According to an article in the Financial Times, the NHS has shared a wealth of data with several companies. Any organisation can apply for access to NHS patient data, but while some use it for planning and research purposes (e.g. local governments, public bodies, and universities), the Financial Times has discovered that it was also shared with 43 commercial businesses.
Organisations who have received this data include the world’s largest management consultancy, pharmaceutical groups (including AstraZeneca) and data companies. The Financial Times claims that years of detailed medical records from UK hospitals has been shared.

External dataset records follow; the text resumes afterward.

//! RFC 9457 Problem Details (data model only)

use http::StatusCode;
use serde::{Deserialize, Deserializer, Serialize, Serializer};

/// Content type for Problem Details as per RFC 9457.
pub const APPLICATION_PROBLEM_JSON: &str = "application/problem+json";

#[allow(clippy::trivially_copy_pass_by_ref)] // serde requires &T signature
fn serialize_status_code<S>(status: &StatusCode, serializer: S) -> Result<S::Ok, S::Error>
where
    S: Serializer,
{
    serializer.serialize_u16(status.as_u16())
}

fn deserialize_status_code<'de, D>(deserializer: D) -> Result<StatusCode, D::Error>
where
    D: Deserializer<'de>,
{
    let code = u16::deserialize(deserializer)?;
    StatusCode::from_u16(code).map_err(serde::de::Error::custom)
}

/// RFC 9457 Problem Details for HTTP APIs.
#[derive(Debug, Clone, Serialize, Deserialize)]
#[serde(rename_all = "camelCase")]
#[must_use]
pub struct Problem {
    /// URI reference identifying the problem type.
    #[serde(rename = "type")]
    pub type_url: String,
    /// Short summary of the problem type.
    pub title: String,
    /// HTTP status code, serialized as u16.
    #[serde(
        serialize_with = "serialize_status_code",
        deserialize_with = "deserialize_status_code"
    )]
    pub status: StatusCode,
    /// Explanation specific to this occurrence.
    pub detail: String,
    /// URI reference of this occurrence, e.g. the procedure path.
    #[serde(default)]
    pub instance: String,
    /// Stable machine-readable code.
    pub code: String,
    #[serde(default, skip_serializing_if = "Option::is_none")]
    pub trace_id: Option<String>,
    /// Field-level violations for validation problems.
    #[serde(default, skip_serializing_if = "Option::is_none")]
    pub errors: Option<Vec<ValidationViolation>>,
}

/// A single violation tied to a field path such as `memberId` or `data[2].claimAmount`.
#[derive(Debug, Clone, PartialEq, Eq, Serialize, Deserialize)]
pub struct ValidationViolation {
    pub field: String,
    pub message: String,
    #[serde(default, skip_serializing_if = "Option::is_none")]
    pub code: Option<String>,
}

impl ValidationViolation {
    pub fn new(field: impl Into<String>, message: impl Into<String>) -> Self {
        Self {
            field: field.into(),
            message: message.into(),
            code: None,
        }
    }

    #[must_use]
    pub fn with_code(mut self, code: impl Into<String>) -> Self {
        self.code = Some(code.into());
        self
    }
}

impl Problem {
    /// Create a problem with `about:blank` type and no code.
    pub fn new(status: StatusCode, title: impl Into<String>, detail: impl Into<String>) -> Self {
        Self {
            type_url: "about:blank".to_owned(),
            title: title.into(),
            status,
            detail: detail.into(),
            instance: String::new(),
            code: String::new(),
            trace_id: None,
            errors: None,
        }
    }

    pub fn with_type(mut self, type_url: impl Into<String>) -> Self {
        self.type_url = type_url.into();
        self
    }

    pub fn with_instance(mut self, uri: impl Into<String>) -> Self {
        self.instance = uri.into();
        self
    }

    pub fn with_code(mut self, code: impl Into<String>) -> Self {
        self.code = code.into();
        self
    }

    pub fn with_trace_id(mut self, id: impl Into<String>) -> Self {
        self.trace_id = Some(id.into());
        self
    }

    pub fn with_errors(mut self, errors: Vec<ValidationViolation>) -> Self {
        self.errors = Some(errors);
        self
    }
}

#[cfg(feature = "axum")]
impl axum::response::IntoResponse for Problem {
    fn into_response(self) -> axum::response::Response {
        use axum::http::HeaderValue;

        let status = self.status;
        let mut resp = axum::Json(self).into_response();
        *resp.status_mut() = status;
        resp.headers_mut().insert(
            axum::http::header::CONTENT_TYPE,
            HeaderValue::from_static(APPLICATION_PROBLEM_JSON),
        );
        resp
    }
}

The type of data passed to organisations includes:
- hospital episode statistics (HES)
- a database listing all hospitalised patients
- diagnoses, treatments, and outpatient appointments
- data about emergency care, mental health, mortality, cancer waiting time, sexual health, and childbirth services.
The world’s largest data breach
According to the report, sensitive patient data was also shared with marketing firm Experian. This is especially worrying as, in October 2020, the ICO ordered Experian to change the way it handles personal data in direct marketing services. The command followed a two-year investigation by the ICO into how Experian, Equifax and TransUnion use personal data for marketing purposes.
The ICO’s investigation discovered that Experian, Equifax and TransUnion were found “trading, enriching and enhancing people’s personal data without their knowledge”. This is a breach of data protection law.
The ICO also said that “the data of almost every adult in the UK was, in some way, screened, traded, profiled, enriched, or enhanced to provide direct marketing services.[1]” So this could be the most significant data protection violation in history.
Further pans to pool NHS data
Government plans to pool and share the NHS data of 55 million patients have recently raised concerns. Not least because, rather than opting into the scheme, people in England have until September 1 to opt-out. And, if they do not, it will not be possible to remove their information from the new database.
The General Practice Data for Planning and Research (GPDPR) – not to be confused with the GDPR – aims to advance the understanding of medical issues. However, with a wealth of data on physical, mental, and sexual health, sex, ethnicity and sexual orientation, critics of the scheme have described it as a data grab.
The recent revelations by the Financial Times raise further concerns about what happens to our patient data and a general lack of transparency about how it is already being used and shared.